Structural and functional basis for the inhibition of respiratory syncytial virus entry by RhoA-derived peptides

Respiratory syncytial virus (RSV) causes significant morbidity and mortality in infants, and in elderly and immunocompromised adult populations. No vaccine for RSV is available and treatment options are limited. A 19mer peptide derived from the GTPase RhoA inhibits RSV entry and may represent a novel approach for antiviral therapy. We have therefore investigated the structural and functional basis for inhibition of RSV by this peptide and several derivatives. We show that the antiviral activity of RhoA-derived peptides depends upon their anionic nature, and results from their ability to form disulfide-linked dimers in solution that act through the RSV G glycoprotein to disrupt initial attachment of virus to host cells. This mechanism is functionally similar to that of sulfated polysaccharides and other anionic polymers, suggesting that RhoA-derived peptides may be active against a wide variety of enveloped viruses that are inhibited by polyanions. In addition, RhoA-derived peptides appear to have secondary effects on RSV F-mediated membrane fusion that are separate from their effect on viral attachment.
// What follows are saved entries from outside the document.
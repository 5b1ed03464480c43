//! Chat command - interactive session.

use std::io::Write;

use companion_chat::{ChatError, ChatOutcome, Conversation, InferenceClient, StreamControl};
use companion_ollama::{paths, InferenceServiceManager, ServiceConfig};
use tokio::io::{AsyncBufReadExt, BufReader};

const NOT_CONNECTED: &str = "[AI not connected]";

pub(crate) async fn run(
    config: ServiceConfig,
    model: Option<String>,
    stream: bool,
    keep_partial: bool,
) -> miette::Result<()> {
    let mut manager = InferenceServiceManager::new(config);

    // Without a backend the session still runs; every turn reports the outage.
    let connected = match super::start_service(&mut manager).await {
        Ok(()) => true,
        Err(e) => {
            eprintln!("{:?}", e);
            eprintln!("{} Continuing without a model.", NOT_CONNECTED);
            false
        }
    };

    let client = super::chat_client(&manager)?;
    if connected {
        let wanted = model
            .clone()
            .unwrap_or_else(|| client.config().default_model.clone());
        provision(&manager, &client, &wanted).await;
    }
    if let Some(model) = model {
        client.set_model(model);
    }

    if connected {
        match client.resolve_model().await {
            Ok(selection) => {
                manager.set_active_model(&selection.name);
                if selection.degraded {
                    println!("Using model {} (preferred models are not installed)", selection.name);
                } else {
                    println!("Using model {}", selection.name);
                }
            }
            Err(ChatError::NoModelAvailable) => {
                eprintln!("No models installed. Install one with: companion model pull");
            }
            Err(e) => eprintln!("Could not select a model: {}", e),
        }
    }

    println!("Type a message. /clear resets the conversation, /exit quits.");
    let conversation = client.new_conversation();
    let mut lines = BufReader::new(tokio::io::stdin()).lines();

    loop {
        print!("> ");
        std::io::stdout().flush().ok();

        let Some(line) = lines
            .next_line()
            .await
            .map_err(|e| miette::miette!("Failed to read input: {}", e))?
        else {
            break;
        };

        match line.trim() {
            "" => continue,
            "/exit" | "/quit" => break,
            "/clear" => {
                conversation.clear();
                println!("Conversation cleared.");
                continue;
            }
            _ => {}
        }

        let result = if stream {
            stream_turn(&client, &conversation, &line, keep_partial).await
        } else {
            let options = client.config().options.clone();
            client.chat(&conversation, &line, &options).await.map(|outcome| {
                if let Some(text) = outcome.text() {
                    println!("{}", text);
                }
                outcome
            })
        };

        match result {
            Ok(ChatOutcome::Blocked { .. }) => {}
            Ok(_) => {
                let stats = client.stats();
                tracing::debug!(
                    "{} turns, {} messages",
                    stats.conversation_count,
                    stats.total_messages
                );
            }
            Err(e) if e.is_connection_failure() => eprintln!("{}", NOT_CONNECTED),
            Err(e) => eprintln!("[error] {}", e),
        }
    }

    manager
        .stop()
        .await
        .map_err(|e| miette::miette!("Failed to stop inference service: {}", e))?;
    Ok(())
}

/// Install `name` when the backend lacks it. Failures leave the session to
/// fall back on whatever is installed.
async fn provision(manager: &InferenceServiceManager, client: &InferenceClient, name: &str) {
    match client.is_model_installed(name).await {
        Ok(true) => return,
        Ok(false) => {}
        Err(e) => {
            tracing::debug!("Could not check for model {}: {}", name, e);
            return;
        }
    }

    if let Err(e) = paths::ensure_dirs() {
        tracing::warn!("Failed to create data directories: {}", e);
    }
    let source = super::model::install_source(name, None);
    if let Err(e) = super::model::install(manager, name, &source).await {
        eprintln!("{:?}", e);
        eprintln!("Continuing with the models already installed.");
    }
}

/// Stream one turn to stdout. Ctrl-C cancels the reply.
async fn stream_turn(
    client: &InferenceClient,
    conversation: &Conversation,
    line: &str,
    keep_partial: bool,
) -> Result<ChatOutcome, ChatError> {
    let control = StreamControl {
        keep_partial,
        ..Default::default()
    };
    let cancel = control.cancel.clone();
    let watcher = tokio::spawn(async move {
        if tokio::signal::ctrl_c().await.is_ok() {
            cancel.cancel();
        }
    });

    let mut streamed = String::new();
    let options = client.config().options.clone();
    let outcome = client
        .chat_stream(conversation, line, &options, &control, |chunk| {
            streamed.push_str(chunk);
            print!("{}", chunk);
            std::io::stdout().flush().ok();
        })
        .await;
    watcher.abort();

    if !streamed.is_empty() {
        println!();
    }

    match &outcome {
        Ok(ChatOutcome::Reply(reply)) if reply.trim() != streamed.trim() => {
            // The stored reply is the filtered one.
            println!("[filtered] {}", reply);
        }
        Ok(ChatOutcome::Blocked { notice }) => println!("{}", notice),
        Ok(ChatOutcome::Cancelled { kept }) => match kept {
            Some(_) => println!("[interrupted, partial reply kept]"),
            None => println!("[interrupted]"),
        },
        _ => {}
    }

    outcome
}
These data suggest that the negative charge of the peptides leads to their concentration at positively charged heparin binding regions of the viral glycoproteins and predict that addition of negative charges to other specific inhibitors of RSV entry may improve their antiviral efficacy.; Our work also provides new insight into the mechanisms or RSV entry. Specifically, we have shown that the binding of RSV to host cell glycosaminoglycans (GAGs) at 4°C is reversible, suggesting that binding of RSV to sulfated GAGs alone is not sufficient for triggering membrane fusion and entry. Our work also indicates that the inhibition of RSV by RhoA-derived peptides should not be interpreted as supporting a role for RhoA in the viral entry process. Finally, this work suggests a model of RSV entry in which RSV F and G are closely associated, with G masking important epitopes for F-mediated binding or fusion events.